I think I've said all I can say about the similarity b/w the hermeneutical move necessary to read plain references to literally poor people non-literally and the one used to alter plain ethical prohibitions. The point is not that the pro-homosexual interpretation is as meritorious as the spiritualization of the Kingdom of God interpretation, but that it's the same hermeneutical gesture. I've also stated that some, perhaps the minority, argue on the basis of a canonical reading of Scripture, not simply on the basis of modern sensibilities. You don't seem inclined to acknowledge the latter as a possibility.

Andrew Faris said...

James,

Worthwhile concern, to be certain, but I also don't think Jared can really be accused of a trajectory hermeneutic here.

All he is saying is that putting too much emphasis on physical needs misunderstands some of Jesus' statements. So with Isa. 61 and Lk. 4, the best way to argue that would be to talk about how Isa. 61 uses the language it uses, then how Jesus appropriates it. That's not at all the same as suggesting that "the Bible means one thing when it says another" as you accuse him of. That's just trying to use context to understand what it is saying. There isn't a trajectory there.

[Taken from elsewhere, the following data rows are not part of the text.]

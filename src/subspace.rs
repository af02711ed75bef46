//! Subspace division.
//!
//! Factors each canonical sum into `outer * extent(inner) + inner` with
//! respect to a designated inner set of input iterators, by message passing
//! over splits and sums. When a predicate has tightened a fused mark so
//! that its extent no longer matches the product of its splits, the divided
//! half picks up an explicit `< extent` predicate instead.

use fxhash::{FxHashMap, FxHashSet};

use crate::analyzer::Analyzer;
use crate::ast::{DType, Expr, ExprKind, Span, Var};
use crate::diags::{format_split, format_sum, Diagnostic, DiagnosticSink};
use crate::error::ErrorKind;
use crate::iter::{IterMarkNode, IterSplit, IterSum, MarkArena, SplitCollector};
use crate::lowering;

/// One divided binding: `outer * inner_extent + inner`. Both halves are
/// canonical expressions (a split or a sum).
#[derive(Debug, Clone)]
pub struct DivisionResult {
    pub outer: Expr,
    pub inner: Expr,
    pub outer_extent: Expr,
    pub inner_extent: Expr,
}

impl DivisionResult {
    fn new(outer: Expr, outer_extent: Expr, inner: Expr, inner_extent: Expr) -> Self {
        DivisionResult {
            outer,
            inner,
            outer_extent,
            inner_extent,
        }
    }

    fn inner_only(iter: Expr, extent: Expr) -> Self {
        let dtype = extent.dtype;
        DivisionResult::new(empty_sum(dtype), Expr::one(dtype), iter, extent)
    }

    fn outer_only(iter: Expr, extent: Expr) -> Self {
        let dtype = extent.dtype;
        DivisionResult::new(iter, extent, empty_sum(dtype), Expr::one(dtype))
    }

    /// Entirely in the outer subspace.
    pub fn is_outer(&self) -> bool {
        self.inner_extent.is_one()
    }

    /// Entirely in the inner subspace.
    pub fn is_inner(&self) -> bool {
        self.outer_extent.is_one()
    }
}

fn empty_sum(dtype: DType) -> Expr {
    IterSum::new(Vec::new(), Expr::zero(dtype)).into_expr(dtype)
}

pub struct SubspaceDivider<'a> {
    analyzer: &'a Analyzer,
    sink: &'a mut DiagnosticSink,
    marks: &'a mut MarkArena,
    collector: SplitCollector,
    sub_iters: FxHashSet<Var>,
    /// Memoised division of every encountered split: all splits of a mark
    /// are divided together on first contact.
    split_map: FxHashMap<IterSplit, DivisionResult>,
    outer_preds: Expr,
    inner_preds: Expr,
    unresolved_count: usize,
}

impl<'a> SubspaceDivider<'a> {
    pub fn new(
        analyzer: &'a Analyzer,
        sink: &'a mut DiagnosticSink,
        marks: &'a mut MarkArena,
        collector: SplitCollector,
        sub_iters: FxHashSet<Var>,
    ) -> Self {
        SubspaceDivider {
            analyzer,
            sink,
            marks,
            collector,
            sub_iters,
            split_map: FxHashMap::default(),
            outer_preds: Expr::bool_imm(true),
            inner_preds: Expr::bool_imm(true),
            unresolved_count: 0,
        }
    }

    pub fn unresolved_count(&self) -> usize {
        self.unresolved_count
    }

    pub fn outer_preds(&self) -> &Expr {
        &self.outer_preds
    }

    pub fn inner_preds(&self) -> &Expr {
        &self.inner_preds
    }

    /// Divide a canonical sum against the extent of the mark it fills.
    pub fn divide_iter_sum(&mut self, expr: &IterSum, mark_extent: &Expr) -> DivisionResult {
        let dtype = expr.base.dtype;
        if expr.args.is_empty() {
            // A bare base is inner: outer*1 + base.
            let inner = IterSum::new(Vec::new(), expr.base.clone()).into_expr(dtype);
            return DivisionResult::new(empty_sum(dtype), Expr::one(dtype), inner, Expr::one(dtype));
        }
        if expr.args.len() == 1 {
            // arg + base: if arg = Y*E(X)+X then arg + base = Y*E(X) + (X + base).
            if !expr.args[0].scale.is_one() {
                return self.fail(
                    expr.base.span,
                    ErrorKind::ExpectScaleOne(format_split(self.marks, &expr.args[0])),
                );
            }
            let mut result = self.divide_iter_split(&expr.args[0]);
            if !expr.base.is_zero() {
                result = Self::add_base(result, expr.base.clone());
            }
            return result;
        }
        // arg1 + ... + argn + base divides only when a contiguous run of
        // inner args (innermost first) is followed by outer args only.
        let mut extent = Expr::one(dtype);
        let mut outer_args: Vec<IterSplit> = Vec::new();
        let mut inner_args: Vec<IterSplit> = Vec::new();
        let mut inner = true;
        let mut scale_is_one = false;
        for arg in expr.args.iter().rev() {
            if arg.scale.is_one() {
                scale_is_one = true;
            }
            let arg_division = self.divide_iter_split(arg);
            let new_arg;
            if arg_division.is_inner() {
                if !inner {
                    return self.fail(
                        expr.base.span,
                        ErrorKind::InterleavedSubspace(format_sum(self.marks, expr)),
                    );
                }
                new_arg = self.as_split(&arg_division.inner, &arg_division.inner_extent);
                inner_args.push(new_arg.clone());
            } else if arg_division.is_outer() {
                new_arg = self.as_split(&arg_division.outer, &arg_division.outer_extent);
                outer_args.push(new_arg.clone());
                inner = false;
            } else {
                return self.fail(
                    expr.base.span,
                    ErrorKind::NeitherInnerNorOuter(format_split(self.marks, arg)),
                );
            }
            extent = extent * new_arg.extent.clone();
        }
        if !scale_is_one {
            return self.fail(
                expr.base.span,
                ErrorKind::ExpectScaleOne(format_sum(self.marks, expr)),
            );
        }
        let (outer_source, outer_extent) =
            Self::mark_from_args_and_base(&outer_args, Expr::zero(dtype));
        let (inner_source, inner_extent) =
            Self::mark_from_args_and_base(&inner_args, expr.base.clone());
        if !self.analyzer.can_prove_equal(&extent, mark_extent) {
            // The mark was tightened by a predicate: the division must stay
            // wholly on one side and carries the bound explicitly.
            if inner_args.is_empty() {
                let lowered = lowering::lower_sum(self.analyzer, self.marks, &outer_source);
                self.outer_preds = self.outer_preds.clone().and(lowered.lt(mark_extent.clone()));
                return DivisionResult::outer_only(
                    outer_source.into_expr(dtype),
                    mark_extent.clone(),
                );
            } else if outer_args.is_empty() {
                let lowered = lowering::lower_sum(self.analyzer, self.marks, &inner_source);
                self.inner_preds = self.inner_preds.clone().and(lowered.lt(mark_extent.clone()));
                return DivisionResult::inner_only(
                    inner_source.into_expr(dtype),
                    mark_extent.clone(),
                );
            }
            return self.fail(
                expr.base.span,
                ErrorKind::PredicateDivision(format_sum(self.marks, expr)),
            );
        }
        DivisionResult::new(
            outer_source.into_expr(dtype),
            outer_extent,
            inner_source.into_expr(dtype),
            inner_extent,
        )
    }

    fn divide_iter_split(&mut self, expr: &IterSplit) -> DivisionResult {
        if let Some(result) = self.split_map.get(expr) {
            return result.clone();
        }
        let node = match self.marks.get(expr.source) {
            Some(node) => node.clone(),
            None => unreachable!("split references a mark outside the arena"),
        };
        let dtype = node.extent.dtype;
        let splits = self.collector.splits_of(expr.source).to_vec();
        match &node.source.kind {
            ExprKind::Var(var) => {
                // Splits of an input iterator land entirely on its side.
                let is_inner = self.sub_iters.contains(var);
                for split in &splits {
                    let as_expr = split.clone().into_expr(dtype);
                    let result = if is_inner {
                        DivisionResult::inner_only(as_expr, split.extent.clone())
                    } else {
                        DivisionResult::outer_only(as_expr, split.extent.clone())
                    };
                    self.split_map.insert(split.clone(), result);
                }
            }
            ExprKind::IterSum(sum) => {
                // source = Y*E(X) + X; the splits divide when a prefix of the
                // ascending lower-factor chain multiplies out to E(X).
                let sum = sum.clone();
                let mark_division = self.divide_iter_sum(&sum, &node.extent);
                if splits.len() == 1 {
                    return mark_division;
                }
                let outer_mark = self.marks.alloc(IterMarkNode::new(
                    mark_division.outer.clone(),
                    mark_division.outer_extent.clone(),
                ));
                let inner_mark = self.marks.alloc(IterMarkNode::new(
                    mark_division.inner.clone(),
                    mark_division.inner_extent.clone(),
                ));
                let mut encountered_boundary = mark_division.is_outer();
                let mut used = vec![false; splits.len()];
                let mut inner_iters: Vec<IterSplit> = Vec::new();
                let mut outer_iters: Vec<IterSplit> = Vec::new();
                let mut expected_lower_factor = Expr::one(dtype);
                for _ in 0..splits.len() {
                    let mut j = 0;
                    while j < splits.len() {
                        if !used[j]
                            && self
                                .analyzer
                                .can_prove_equal(&splits[j].lower_factor, &expected_lower_factor)
                        {
                            break;
                        }
                        j += 1;
                    }
                    if j == splits.len() {
                        return self.fail(
                            node.source.span,
                            ErrorKind::LowerFactorNotFound {
                                mark: format_sum(self.marks, &sum),
                                expected: expected_lower_factor.to_string(),
                            },
                        );
                    }
                    used[j] = true;
                    if !encountered_boundary {
                        inner_iters.push(splits[j].clone());
                    } else {
                        outer_iters.push(splits[j].clone());
                    }
                    expected_lower_factor =
                        splits[j].lower_factor.clone() * splits[j].extent.clone();
                    if self
                        .analyzer
                        .can_prove_equal(&expected_lower_factor, &mark_division.inner_extent)
                    {
                        encountered_boundary = true;
                    }
                }
                if !encountered_boundary {
                    return self.fail(
                        node.source.span,
                        ErrorKind::NoSubspaceBoundary(format_split(self.marks, expr)),
                    );
                }
                // Inner splits keep their window inside the inner half;
                // outer splits rebase onto the outer half.
                for inner_iter in &inner_iters {
                    let mut new_iter = inner_iter.clone();
                    new_iter.source = inner_mark;
                    self.split_map.insert(
                        inner_iter.clone(),
                        DivisionResult::inner_only(
                            new_iter.into_expr(dtype),
                            inner_iter.extent.clone(),
                        ),
                    );
                }
                for outer_iter in &outer_iters {
                    let mut new_iter = outer_iter.clone();
                    new_iter.source = outer_mark;
                    new_iter.lower_factor = outer_iter
                        .lower_factor
                        .clone()
                        .floordiv(outer_iters[0].lower_factor.clone());
                    self.split_map.insert(
                        outer_iter.clone(),
                        DivisionResult::outer_only(
                            new_iter.into_expr(dtype),
                            outer_iter.extent.clone(),
                        ),
                    );
                }
            }
            _ => {
                return self.fail(
                    node.source.span,
                    ErrorKind::UnsupportedDivisionSource(format_split(self.marks, expr)),
                );
            }
        }
        match self.split_map.get(expr) {
            Some(result) => result.clone(),
            None => unreachable!("splits of a mark are divided together"),
        }
    }

    /// Wrap a division half into a split, minting a mark for sums.
    fn as_split(&mut self, expr: &Expr, extent: &Expr) -> IterSplit {
        match &expr.kind {
            ExprKind::IterSplit(s) => (**s).clone(),
            ExprKind::IterSum(s) => {
                let mark = self
                    .marks
                    .alloc(IterMarkNode::new(s.clone().into_expr(expr.dtype), extent.clone()));
                IterSplit::whole(mark, self.marks)
            }
            _ => unreachable!("division halves are canonical"),
        }
    }

    /// Re-scale args (given inner to outer) into a sum and its total extent.
    fn mark_from_args_and_base(args: &[IterSplit], base: Expr) -> (IterSum, Expr) {
        let dtype = base.dtype;
        let mut extent = Expr::one(dtype);
        let mut scaled: Vec<IterSplit> = Vec::with_capacity(args.len());
        for arg in args {
            let mut arg = arg.clone();
            arg.scale = extent.clone();
            extent = extent * arg.extent.clone();
            scaled.push(arg);
        }
        scaled.reverse();
        (IterSum::new(scaled, base), extent)
    }

    fn add_base(division: DivisionResult, base: Expr) -> DivisionResult {
        let mut result = division;
        let dtype = base.dtype;
        match result.inner.kind.clone() {
            ExprKind::IterSplit(s) => {
                result.inner = IterSum::new(vec![*s], base).into_expr(dtype);
            }
            ExprKind::IterSum(s) => {
                let shifted = IterSum::new(s.args, s.base + base);
                result.inner = shifted.into_expr(dtype);
            }
            _ => {}
        }
        result
    }

    fn fail(&mut self, span: Span, kind: ErrorKind) -> DivisionResult {
        self.unresolved_count += 1;
        self.sink.emit(Diagnostic::error(span, kind));
        let dtype = DType::I32;
        DivisionResult::new(
            empty_sum(dtype),
            Expr::zero(dtype),
            empty_sum(dtype),
            Expr::zero(dtype),
        )
    }
}
//! Tests for the arithmetic analyzer.

use crate::analyzer::Analyzer;
use crate::ast::{Expr, Var};

fn v(name: &str) -> Expr {
    Expr::var(Var::new(name))
}

fn c(value: i64) -> Expr {
    Expr::int(value)
}

#[test]
fn folds_constant_differences() {
    let analyzer = Analyzer::new();
    let expr = (v("x") + c(2)) - (v("x") + c(1));
    assert_eq!(analyzer.simplify(&expr), c(1));
}

#[test]
fn cancels_common_terms() {
    let analyzer = Analyzer::new();
    let lhs = v("x") * 3 + v("y") - v("x") * 2;
    let rhs = v("x") + v("y");
    assert!(analyzer.can_prove_equal(&lhs, &rhs));
    assert!(!analyzer.can_prove_equal(&lhs, &v("y")));
}

#[test]
fn collects_repeated_atoms() {
    let analyzer = Analyzer::new();
    let expr = v("x") + v("x");
    assert_eq!(analyzer.simplify(&expr), v("x") * 2);
}

#[test]
fn proves_constant_offset_comparisons() {
    let analyzer = Analyzer::new();
    assert!(analyzer.can_prove(&(v("x") + c(1)).gt(v("x"))));
    assert!(analyzer.can_prove(&v("x").le(v("x"))));
    assert!(!analyzer.can_prove(&v("x").lt(v("x"))));
    // No range information: an unconstrained variable proves nothing.
    assert!(!analyzer.can_prove(&v("j").lt(c(9))));
}

#[test]
fn sees_through_exact_floordiv() {
    let analyzer = Analyzer::new();
    let expr = (v("x") * 4).floordiv(c(4));
    assert_eq!(analyzer.simplify(&expr), v("x"));
    let residue = (v("x") * 4).floormod(c(4));
    assert!(analyzer.simplify(&residue).is_zero());
}

#[test]
fn proves_divisibility_via_floormod() {
    let analyzer = Analyzer::new();
    let claim = (v("x") * 6).floormod(c(3)).equals(c(0));
    assert!(analyzer.can_prove(&claim));
    let wrong = (v("x") * 5).floormod(c(3)).equals(c(0));
    assert!(!analyzer.can_prove(&wrong));
}

#[test]
fn orders_min_max_at_constant_distance() {
    let analyzer = Analyzer::new();
    assert_eq!(analyzer.simplify(&v("x").min(v("x") + 3)), v("x"));
    assert_eq!(analyzer.simplify(&v("x").max(v("x") + 3)), v("x") + 3);
    // Incomparable operands stay symbolic.
    let kept = analyzer.simplify(&v("x").min(v("y")));
    assert_eq!(kept, v("x").min(v("y")));
}

#[test]
fn conjunction_folding() {
    let analyzer = Analyzer::new();
    let proven = c(1).lt(c(2)).and((v("x") + c(1)).gt(v("x")));
    assert!(analyzer.can_prove(&proven));
    let open = c(1).lt(c(2)).and(v("x").lt(c(2)));
    assert!(!analyzer.can_prove(&open));
}
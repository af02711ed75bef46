//! Tests for affine iteration-map inversion.

use crate::ast::{Expr, Var};
use crate::detect::{detect_iter_map, IterRange, IterRanges};
use crate::error::ErrorKind;
use crate::inverse::inverse_affine_iter_map;
use crate::iter::{IterMarkNode, IterSplit, IterSum, MarkArena};

fn var(name: &str) -> Var {
    Var::new(name)
}

fn v(name: &str) -> Expr {
    Expr::var(var(name))
}

fn c(value: i64) -> Expr {
    Expr::int(value)
}

fn ranges(dims: &[(&str, i64, i64)]) -> IterRanges {
    dims.iter()
        .map(|(name, min, extent)| (var(name), IterRange::new(c(*min), c(*extent))))
        .collect()
}

fn truth() -> Expr {
    Expr::bool_imm(true)
}

#[test]
fn inverts_identity_map() {
    let iters = ranges(&[("x", 0, 8)]);
    let map = detect_iter_map(&[v("x")], &iters, &truth(), true);
    let inverse =
        inverse_affine_iter_map(&map.marks, &map.indices, &[v("out")]).expect("invertible");
    assert_eq!(inverse.len(), 1);
    assert_eq!(inverse[&var("x")], v("out"));
}

#[test]
fn inverts_fused_map() {
    // detect(i*5 + j) then invert: i = out/5, j = out%5.
    let iters = ranges(&[("i", 0, 4), ("j", 0, 5)]);
    let map = detect_iter_map(&[v("i") * 5 + v("j")], &iters, &truth(), true);
    let inverse =
        inverse_affine_iter_map(&map.marks, &map.indices, &[v("out")]).expect("invertible");
    assert_eq!(inverse[&var("i")], v("out").floordiv(c(5)));
    assert_eq!(inverse[&var("j")], v("out").floormod(c(5)));
}

#[test]
fn inverts_three_way_fusion() {
    let iters = ranges(&[("i", 0, 4), ("j", 0, 5), ("k", 0, 2)]);
    let map = detect_iter_map(&[v("i") * 10 + v("j") * 2 + v("k")], &iters, &truth(), true);
    let inverse =
        inverse_affine_iter_map(&map.marks, &map.indices, &[v("out")]).expect("invertible");
    assert_eq!(inverse[&var("i")], v("out").floordiv(c(10)));
    assert_eq!(
        inverse[&var("j")],
        v("out").floordiv(c(2)).floormod(c(5))
    );
    assert_eq!(inverse[&var("k")], v("out").floormod(c(2)));
}

#[test]
fn accumulates_contributions_through_shared_mark() {
    // [y/4, y%4] shares the mark of y: y = a*4 + b.
    let iters = ranges(&[("y", 0, 8)]);
    let indices = [v("y").floordiv(c(4)), v("y").floormod(c(4))];
    let map = detect_iter_map(&indices, &iters, &truth(), true);
    let inverse =
        inverse_affine_iter_map(&map.marks, &map.indices, &[v("a"), v("b")]).expect("invertible");
    assert_eq!(inverse[&var("y")], v("b") + v("a") * 4);
}

#[test]
fn round_trips_through_detection() {
    // Feeding the original index back as the output expresses each iterator
    // in terms of itself: i becomes floordiv(i*5 + j, 5).
    let iters = ranges(&[("i", 0, 4), ("j", 0, 5)]);
    let index = v("i") * 5 + v("j");
    let map = detect_iter_map(&[index.clone()], &iters, &truth(), true);
    let inverse = inverse_affine_iter_map(&map.marks, &map.indices, &[index]).expect("invertible");
    assert_eq!(inverse[&var("i")], (v("i") * 5 + v("j")).floordiv(c(5)));
    assert_eq!(inverse[&var("j")], (v("i") * 5 + v("j")).floormod(c(5)));
}

#[test]
fn rejects_output_arity_mismatch() {
    let iters = ranges(&[("x", 0, 8)]);
    let map = detect_iter_map(&[v("x")], &iters, &truth(), true);
    let err = inverse_affine_iter_map(&map.marks, &map.indices, &[]).unwrap_err();
    assert!(matches!(err.kind, ErrorKind::OutputArityMismatch { .. }));
}

#[test]
fn rejects_unsorted_scales() {
    // A hand-built multi-arg sum whose scales ascend is not a fuse pattern.
    let mut marks = MarkArena::new();
    let y = marks.alloc(IterMarkNode::new(v("y"), c(20)));
    let bad_source = IterSum::new(
        vec![
            IterSplit::new(y, c(1), c(4), c(1)),
            IterSplit::new(y, c(4), c(5), c(4)),
        ],
        c(0),
    );
    let fused = marks.alloc(IterMarkNode::new(
        bad_source.into_expr(crate::ast::DType::I32),
        c(20),
    ));
    let iter_map = [IterSum::new(vec![IterSplit::whole(fused, &marks)], c(0))];
    let err = inverse_affine_iter_map(&marks, &iter_map, &[v("out")]).unwrap_err();
    assert!(matches!(err.kind, ErrorKind::UnsortedInverseScales(_)));
}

Again, I just don't think Jared's point was to argue that in much detail. Instead, he gave the brief argument about Jesus and prisoners (a compelling one, I think!), and moved on.

To do something like this with homosexuality would take a lot more argumentation, and most importantly, it would take a suggestion that the Bible never reaches its ultimate ethic but merely points in its direction. I don't see Jared using anything at all like that with social justice and the gospel.

Andrew

Andrew Faris said...

James,

What do you mean by "canonical reading", and who exactly does that?

Andrew

Norman Jeune III said...

Andrew's last comment and question is important. James, in all honesty, I did not respond to your comment about canonical theology, because you really did not unpack what you meant here. It's in vogue lately in theological cicles to discuss canonical theology, which is fine, but that type of work has yet to take one specific trajectory, intepretively speaking. Therefore, in my opinion, it is easy to make reference to canonical theology, but vitally necessary to be more specific. The nature of any canonoical theology is that it can take a number of forms

theologyforum said...

Andrew,

I didn't realize I was accusing Jared of a trajectory hermeneutic. I was responding to his statement that "Jesus' proclamation of good news to the poor, freedom for the prisoners, recovery of sight for the blind, and release of the oppressed was primarily (though not solely) referring to the spiritually poor, imprisoned, blind, and oppressed."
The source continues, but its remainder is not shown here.